📄 mf_st_view.hlp
字号:
{smcl}
{* 28mar2005}{...}
{cmd:help mata st_view()}
{hline}
{* index view matrix}{...}
{* index st_view()}{...}
{* index data matrix}{...}
{title:Title}
{p 4 4 2}
{bf:[M-5] st_view() -- Make matrix that is a view onto current Stata dataset}
{title:Syntax}
{p 8 12 2}
{it:void}
{cmd:st_view(}{it:V}{cmd:,}
{it:real matrix i}{cmd:,}
{it:rowvector j})
{p 8 12 2}
{it:void}
{cmd:st_view(}{it:V}{cmd:,}
{it:real matrix i}{cmd:,}
{it:rowvector j}{cmd:,}
{it:scalar selectvar}{cmd:)}
{p 8 12 2}
{it:void}
{cmd:st_sview(}{it:V}{cmd:,}
{it:real matrix i}{cmd:,}
{it:rowvector j})
{p 8 12 2}
{it:void}
{cmd:st_sview(}{it:V}{cmd:,}
{it:real matrix i}{cmd:,}
{it:rowvector j}{cmd:,}
{it:scalar selectvar}{cmd:)}
{p 4 4 2}
where
{p 7 11 2}
1. The type of {it:V} does not matter; it is replaced.
{p 7 11 2}
2. {it:i} may be specified in the same way as with
{bf:{help mf_st_data:st_data()}}.
{p 7 11 2}
3. {it:j} may be specified in the same way as with
{bf:{help mf_st_data:st_data()}} except that time-series operators
may not be specified. If time-series operated variables are needed,
see {bf:{help mf_st_tsrevar:st_tsrevar()}}.
{p 7 11 2}
4. {it:selectvar} may be specified in the same way as with
{bf:{help mf_st_data:st_data()}}.
{title:Description}
{p 4 4 2}
{cmd:st_view()} and {cmd:st_sview()} create a matrix that is a view
onto the current Stata dataset.
{title:Remarks}
{p 4 4 2}
Remarks are presented under the headings
{bf:Overview}
{bf:Advantages and disadvantages of views}
{bf:When not to use views}
{bf:Cautions when using views 1: conserving memory}
{bf:Cautions when using views 2: assignment}
{bf:Efficiency}
{title:Overview}
{p 4 4 2}
{cmd:st_view()} does the same thing as {cmd:st_data()} -- and {cmd:st_sview()}
does the same thing as {cmd:st_sdata()} -- except that, rather than returning
a copy of the underlying values, {cmd:st_view()} and {cmd:st_sview()} create a
matrix that is a view onto the Stata dataset itself.
{p 4 4 2}
To understand the distinction, consider
{cmd:X = st_data(., ("mpg", "displ", "weight"))}
{p 4 4 2}
and
{cmd:st_view(X, ., ("mpg", "displ", "weight"))}
{p 4 4 2}
Both commands fill in matrix {cmd:X} with the same data. However,
were you to code
{cmd:X[2,1] = 123}
{p 4 4 2}
after the {cmd:st_data()} setup, you would change the value in the matrix
{cmd:X}, but the Stata dataset would remain unchanged. After the
{cmd:st_view()} setup, changing the value in the matrix would cause the
value of {cmd:mpg} in the 2nd observation to change to 123.
{title:Advantages and disadvantages of views}
{p 4 4 2}
Views make it easy to change the dataset, and that can be
an advantage or a disadvantage, depending on your desires.
{p 4 4 2}
Putting that aside,
views are, in general, better than copies because (1) they take less time
to set up and (2) they consume less memory.
(2) is the important reason.
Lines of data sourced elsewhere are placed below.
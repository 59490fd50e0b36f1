// ==========================================
// Expo Lead Fusion - Company Fetcher Trait
// ==========================================
// Purpose: seam for the external crawl + AI-extraction producers
// Implementors: out-of-crate (HTTP crawler, LLM extractor); tests
// use stub fetchers
// ==========================================

use crate::domain::record::LeadRecord;
use crate::enrich::error::EnrichResult;

/// Produces one enrichment record for a company URL.
///
/// The returned record uses the same open-ended field vocabulary as
/// every other source (CompanyNameEN, Phone1, AddressFA, ...). The
/// harness adds the `url`/`status`/`error` bookkeeping fields itself.
pub trait CompanyFetcher: Send + Sync {
    fn fetch(&self, url: &str) -> EnrichResult<LeadRecord>;
}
Consider a 100,000-observation dataset on
30 variables. Coding
{cmd:X = st_data(., .)}
{p 4 4 2}
creates a new matrix that is 24 megabytes in size. Meanwhile, the total
storage requirement for
{cmd:st_view(X, ., .)}
{p 4 4 2}
is roughly 128 bytes!
{p 4 4 2}
There is a cost: when you use the matrix {cmd:X}, it takes your computer
longer to access the individual elements. You have to do a lot of calculation
with {cmd:X}, however, before that extra time equals the initial savings
in setup time, and even then, the extra time is probably worth it to save
the extra memory.
{title:When not to use views}
{p 4 4 2}
Do not use views as a substitute for scalars. If you are going to loop
through the data an observation at a time, and if every usage you will
make of {it:X} is in scalar calculations, use {cmd:_st_data()}. There is
nothing faster for that problem.
{p 4 4 2}
Putting aside that extreme, views become more efficient relative to
copies the larger they are, which is to say, it is more efficient to
use {cmd:st_data()} for small amounts of data, especially if you are
going to make computationally intensive calculations with it.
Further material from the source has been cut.